Огнев с Никоновой встретили Горюнова на подходах к студии и коротко переговорили о сценарии и темах беседы. Ровно в семь программа вышла в эфир.
Клинический мизантроп Огнев радушно приветствовал аудиторию, подобострастно представил собеседника и начал череду нудных вопросов. Горюнов отвечал энергично и по-деловому. Прошло пятнадцать минут эфира, как вдруг… О, нет, как же такое может произойти на Новосибирском телевидении?!
В коридоре раздались выстрелы!
Буквально секундой спустя распахнулась дверь студии и, сползая по ней, внутрь ввалился окровавленный охранник Горюнова. Он шлепал губами, пытаясь что-то произнести, но сил на слова не осталось. Охранник распластался на полу и затих.
— Продолжать эфир! — перешагивая через охранника, отдал приказ появившийся в дверном проеме человек с автоматом. Человек был молод и чрезвычайно зол. — Если эфир прервется, все будут расстреляны. Камеру на меня!
Белая как лист бумаги Никонова слабо махнула операторам рукой. Ее тошнило.
Увидев свое изображение в техническом мониторе, молодой человек заговорил:
— Я объявляю о свержении преступного капиталистического строя на территории Новосибирской области.
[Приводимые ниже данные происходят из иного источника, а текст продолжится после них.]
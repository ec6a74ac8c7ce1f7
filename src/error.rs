//! Error types and error code constants for docscan.
//!
//! ## Error Code Mapping
//!
//! Exit codes of the `docscan` binary:
//! - `2`: Invalid arguments (bad input from caller)
//! - `3`: File not found or unreadable
//! - `10`: Internal errors (bugs, unexpected state, output failures)

use std::fmt;

use docscan_cst::ParserError;
use thiserror::Error;

// ============================================================================
// Analysis Errors
// ============================================================================

/// Why a unit of source could not be analyzed.
#[derive(Debug, Clone, PartialEq, Eq, Error)]
pub enum AnalysisError {
    /// The structural parser rejected the source.
    #[error("syntax error at line {line}: {message}")]
    Syntax { line: usize, message: String },
}

impl From<&ParserError<'_>> for AnalysisError {
    fn from(err: &ParserError<'_>) -> Self {
        AnalysisError::Syntax {
            line: err.line(),
            message: err.message(),
        }
    }
}

impl From<ParserError<'_>> for AnalysisError {
    fn from(err: ParserError<'_>) -> Self {
        AnalysisError::from(&err)
    }
}

// ============================================================================
// Output Error Codes
// ============================================================================

/// Error codes for JSON output.
///
/// These codes map to CLI exit codes and appear in JSON error responses.
#[derive(Debug, Clone, Copy, PartialEq, Eq)]
#[repr(u8)]
pub enum OutputErrorCode {
    /// Invalid arguments from caller.
    InvalidArguments = 2,
    /// File not found or unreadable.
    FileError = 3,
    /// Internal errors (bugs, unexpected state).
    InternalError = 10,
}

impl OutputErrorCode {
    /// Get the numeric code value.
    pub fn code(&self) -> u8 {
        *self as u8
    }
}

impl fmt::Display for OutputErrorCode {
    fn fmt(&self, f: &mut fmt::Formatter<'_>) -> fmt::Result {
        write!(f, "{}", self.code())
    }
}

// ============================================================================
// CLI Error Type
// ============================================================================

/// Error type for CLI output.
///
/// Every failure of the binary is converted to this type before being
/// rendered as a JSON error response.
#[derive(Debug, Error)]
pub enum DocscanError {
    #[error("invalid arguments: {message}")]
    InvalidArguments { message: String },

    #[error("file not found: {path}")]
    FileNotFound { path: String },

    #[error("cannot read {path}: {source}")]
    Io {
        path: String,
        #[source]
        source: std::io::Error,
    },

    #[error("cannot write output: {0}")]
    Output(#[from] std::io::Error),
}

impl DocscanError {
    /// Classify a failure to read `path`.
    pub fn from_read_error(path: impl Into<String>, err: std::io::Error) -> Self {
        let path = path.into();
        if err.kind() == std::io::ErrorKind::NotFound {
            DocscanError::FileNotFound { path }
        } else {
            DocscanError::Io { path, source: err }
        }
    }
}

// ============================================================================
// Error Code Mapping
// ============================================================================

impl From<&DocscanError> for OutputErrorCode {
    fn from(err: &DocscanError) -> Self {
        match err {
            DocscanError::InvalidArguments { .. } => OutputErrorCode::InvalidArguments,
            DocscanError::FileNotFound { .. } => OutputErrorCode::FileError,
            DocscanError::Io { .. } => OutputErrorCode::FileError,
            DocscanError::Output(_) => OutputErrorCode::InternalError,
        }
    }
}

impl From<DocscanError> for OutputErrorCode {
    fn from(err: DocscanError) -> Self {
        OutputErrorCode::from(&err)
    }
}

// ============================================================================
// Tests
// ============================================================================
Вся частная собственность национализируется, все банки переходят в распоряжение революционного комитета, представитель которого стоит сейчас перед вами. Годы обмана и беззакония завершились, начинается эпоха справедливости. Лица, не пожелавшие добровольно подчиниться требованиям революционного комитета, будут беспощадно уничтожаться.